The behaviour of a body of matter can be considered as the aggregate of the behaviours of its constituent particles. ... Potentially, all N particles can lead to N(N -1) pairwise interactions. This N-body problem is particularly well-known in computational physics where interactions due to gravitational or Coulombic fields are often of exactly this O(N²) complexity. ... Approximate solutions of lower orders of complexity have therefore been subjects of research activity in recent years. By using hierarchical structures for spatial subdivision such as k-d trees [Appel 85] and octrees [Barnes 86] relatively straightforward algorithms of O(N logN) complexity have been developed.

We associate documents with particles in space, and use two concepts to underpin this work: a cluster of such hybrid objects can be represented by a metaparticle, and when comparing particles, the difference between the actual ‘geometric’ distance and the desired ‘document’ distance can be used as the basis for a potential field. ... We use a model of a damped spring in order to generate forces of attraction and repulsion between particles. When particles are too close the spring pushes them apart, and when they are too far apart they are drawn towards each other. ... We use hierarchical spatial subdivision in order to speed up the calculation of the interactions between the full set of particles. We also use the hierarchy to form document clusters, using addition and normailization of term vectors.

We use a 3-D tree to hierarchically subdivide the space into which particles are placed. We maintain a metaparticle for each node in the tree, consisting of a particle position, a mass, and a term vector. We use document distances to metaparticles to recursively descend the tree in an effort to insert a new document near to similar documents. We maintain a maximum number of particles inside each leaf node — usually 10 — and split a leaf when that limit is reached. In splitting voxels we try to find an axis and coordinate with which to split the number of particles as evenly as possible.

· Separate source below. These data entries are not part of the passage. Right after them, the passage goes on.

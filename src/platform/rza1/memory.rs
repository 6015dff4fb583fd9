/*
 * SPDX-License-Identifier: BlueOak-1.0.0
 * Copyright (c) Berkus Decker <berkus+vesper@metta.systems>
 */

/// Physical memory map. Peripherals are identity mapped.
pub mod map {
    pub mod mmio {
        /// Pin function controller, ports 1 to 11 (and the data registers of port 0).
        pub const PFC_BASE: usize = 0xfcfe_3000;
        /// Separate mode-control window for the input-only port 0.
        pub const PFC_P0_BASE: usize = 0xfcfe_7b00;
        /// SPI multi-I/O bus controller, channel 0.
        pub const SPIBSC0_BASE: usize = 0x3fef_a000;
        /// SPI multi-I/O bus controller, channel 1.
        pub const SPIBSC1_BASE: usize = 0x3fef_b000;
    }
}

Finally, we iteratively use fourth-order adaptive Runge-Kutta in applying either a simulated annealing step or a steepest descent step to the particle system. In this way we attempt to minimize the unbalanced force on each particle.In this way we try to find positions where the often-conflicting demands for proximity reach the best available compromise.

While looking at the maximum unbalanced force on any particle in the system is one useful measure of progress, we have also found it informative to look at the residual sum of squares. Analogous to the mechanical stress of the spring system and denoted here as S, this metric is built up by examining each pair of particles a and b. ... We assume that an ‘acceptable’ configuration has been reached when continued iteration produces roughly constant levels of stress and maximum force.